She paused for a moment, looking over at Don and Chance who had migrated towards an area of the hall that was far less crowded. They seemed to be in quite the exciting conversation.

“It’s…” Her thumb dragged itself along the rim of her cup. “It’s complicated. I don’t want things to change. I’ve always been someone she holds dear.”

“You don’t want things to go south, huh?”

“Exactly. It’s better this way.”

“Are you scared that things will change, or scared that she doesn’t return those feelings?”

“Both. Definitely both. Not to mention, things work differently when you’re in a…family.”

“How so?”

“Things are never guaranteed. It’s best not to complicate things with emotions and relationships in case something goes wrong or we slip up.” She turned, setting down her cup to refill it. “I’ll tell her one day, probably. But that day won’t be for a long, long time.”

“If you’re worried about slipping up if you tell her, I think you should be just as concerned if you slip up and haven’t told her. What if something happens and you’ve spent all this time keeping how you feel locked up?”

“I didn’t expect to be getting relationship advice on someone younger than me.”

“Well, hey, I’ll be getting married soon and you can’t even bag your best friend over there.”

“We’re hardly best friends.”

“Out of all four of you, she chose you to come along with her, didn’t she? That’s gotta mean something.”

“It’s merely about positions. Full business if you ask me.” She turned back around. “As her right hand man, it’s only customary that I tag along for events like this.

“How’d you even get that position anyways? Surely that’s not your real name.”

“It’s mostly because I’ve known her the longest. We met in college, long before she inherited the family. Back when she had dreams of maybe doing something else with her life.”

“What did she wanna be, if you don’t mind me asking?”

“A doctor. Always told me she wanted to work in pediatrics, with kids.”

“An admirable career,” I commented.

“I’ll say. We shared only one class, if I remember correctly. We got partnered up for a major assignment and became fast friends.”

“That’s sweet.”

“I learned about the family one night after she’d gotten incredibly drunk. She called me in wasted tears. She had just found out that her elder brother, who was to initially inherit the business, had passed away. She was the only one left.”

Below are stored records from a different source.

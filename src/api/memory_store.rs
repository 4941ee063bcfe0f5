//! Implements the `Store` trait using in-memory data.
//!
//! Note: this is compiled even in the "production" version of this app so that we can run the whole
//! app, top-to-bottom, without a bills API.

use crate::api::{Created, Store, UpdateRequest, UploadForm};
use crate::model::{Bill, RawText};
use crate::Res;
use anyhow::{bail, Context};
use rust_decimal::Decimal;
use tokio::sync::Mutex;
use tracing::trace;
use uuid::Uuid;

/// Where uploaded proof files are said to be served from.
pub(crate) const FILE_HOST: &str = "https://localhost:3456";

/// An implementation of the `Store` trait that holds bills in memory and, by default, is seeded
/// with some existing bills.
#[derive(Debug, Default)]
pub struct MemoryStore {
    pub(crate) bills: Mutex<Vec<Bill>>,
}

impl MemoryStore {
    pub fn new(bills: Vec<Bill>) -> Self {
        Self {
            bills: Mutex::new(bills),
        }
    }

    /// Creates a store seeded with the bills from this module.
    pub fn seeded() -> Res<Self> {
        Ok(Self::new(seed_bills()?))
    }

    /// A copy of the bills currently held.
    pub async fn snapshot(&self) -> Vec<Bill> {
        self.bills.lock().await.clone()
    }
}

#[async_trait::async_trait]
impl Store for MemoryStore {
    async fn list(&self) -> Res<Vec<Bill>> {
        trace!("list");
        Ok(self.bills.lock().await.clone())
    }

    async fn select(&self, id: &str) -> Res<Bill> {
        trace!("select {id}");
        self.bills
            .lock()
            .await
            .iter()
            .find(|b| b.id == id)
            .cloned()
            .with_context(|| format!("Erreur 404: bill '{id}' not found"))
    }

    async fn create(&self, form: UploadForm) -> Res<Created> {
        trace!("create for {} ({})", form.file_name, form.media_type);
        let key = Uuid::new_v4().simple().to_string();
        let file_url = format!("{FILE_HOST}/images/{}", form.file_name);
        let bill = Bill {
            id: key.clone(),
            email: form.email,
            file_url: Some(file_url.clone()),
            file_name: Some(form.file_name),
            status: "pending".to_string(),
            ..Default::default()
        };
        self.bills.lock().await.push(bill);
        Ok(Created { file_url, key })
    }

    async fn update(&self, request: UpdateRequest) -> Res<Bill> {
        trace!("update {}", request.selector);
        let mut bills = self.bills.lock().await;
        let bill = match bills.iter_mut().find(|b| b.id == request.selector) {
            Some(bill) => bill,
            None => bail!("Erreur 404: bill '{}' not found", request.selector),
        };
        let data = request.data;
        bill.email = data.email;
        bill.expense_type = data.expense_type;
        bill.name = data.name;
        bill.amount = data.amount.map(Decimal::from);
        bill.date = RawText::from(data.date);
        bill.vat = RawText::from(data.vat);
        bill.pct = Some(Decimal::from(data.pct));
        bill.commentary = data.commentary;
        bill.file_url = data.file_url.or(bill.file_url.take());
        bill.file_name = data.file_name.or(bill.file_name.take());
        bill.status = data.status.to_string();
        Ok(bill.clone())
    }
}

/// Parses the seed data from this module.
fn seed_bills() -> Res<Vec<Bill>> {
    serde_json::from_str(SEED_BILLS).context("Unable to parse the seed bills")
}

/// Seed bill data.
const SEED_BILLS: &str = r##"[
  {
    "id": "47qAXb6fIm2zOKkLzMro",
    "vat": "80",
    "fileUrl": "https://localhost:3456/images/preview-facture-free-201801-pdf-1.jpg",
    "status": "pending",
    "type": "Hôtel et logement",
    "commentary": "séminaire billed",
    "name": "encore",
    "fileName": "preview-facture-free-201801-pdf-1.jpg",
    "date": "2004-04-04",
    "amount": 400,
    "commentAdmin": "ok",
    "email": "a@a",
    "pct": 20
  },
  {
    "id": "BeKy5Mo4jkmdfPGYpTxZ",
    "vat": "",
    "amount": 100,
    "name": "test1",
    "fileName": "1592770761.jpeg",
    "commentary": "plop",
    "pct": 20,
    "type": "Transports",
    "email": "a@a",
    "fileUrl": "https://localhost:3456/images/1592770761.jpeg",
    "date": "2001-01-01",
    "status": "refused",
    "commentAdmin": "en fait non"
  },
  {
    "id": "UIUZtnPQvnbFnB0ozvJh",
    "name": "test3",
    "email": "a@a",
    "type": "Services en ligne",
    "vat": "60",
    "pct": 20,
    "commentAdmin": "bon bah d'accord",
    "amount": 300,
    "status": "accepted",
    "date": "2003-03-03",
    "commentary": "",
    "fileName": "facture-client-php-exportee-dans-document-pdf-enregistre-sur-disque-dur.png",
    "fileUrl": "https://localhost:3456/images/facture-client-php-exportee-dans-document-pdf-enregistre-sur-disque-dur.png"
  },
  {
    "id": "qcCK3SzECmaZAGRrHjaC",
    "status": "refused",
    "pct": 20,
    "amount": 200,
    "email": "a@a",
    "name": "test2",
    "vat": "40",
    "fileName": "preview-facture-free-201801-pdf-1.jpg",
    "date": "2002-02-02",
    "commentAdmin": "pas la bonne facture",
    "commentary": "test2",
    "type": "Restaurants et bars",
    "fileUrl": "https://localhost:3456/images/preview-facture-free-201801-pdf-1.jpg"
  }
]"##;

“Couldn’t she just have said no?”

“Not that easy. Once you're in the business, you can’t leave it. She became a part of it the day she was born.” She took another sip, as did I. “A mixture of remorse for the mafia, likely mixed in with mourning her brother, led her to detail every little thing to me. But quickly after, she was scared that she put me in danger.”

“And so you just agreed to join?”

“Exactly. It was just how the cookie crumbled, nothing more and nothing less.”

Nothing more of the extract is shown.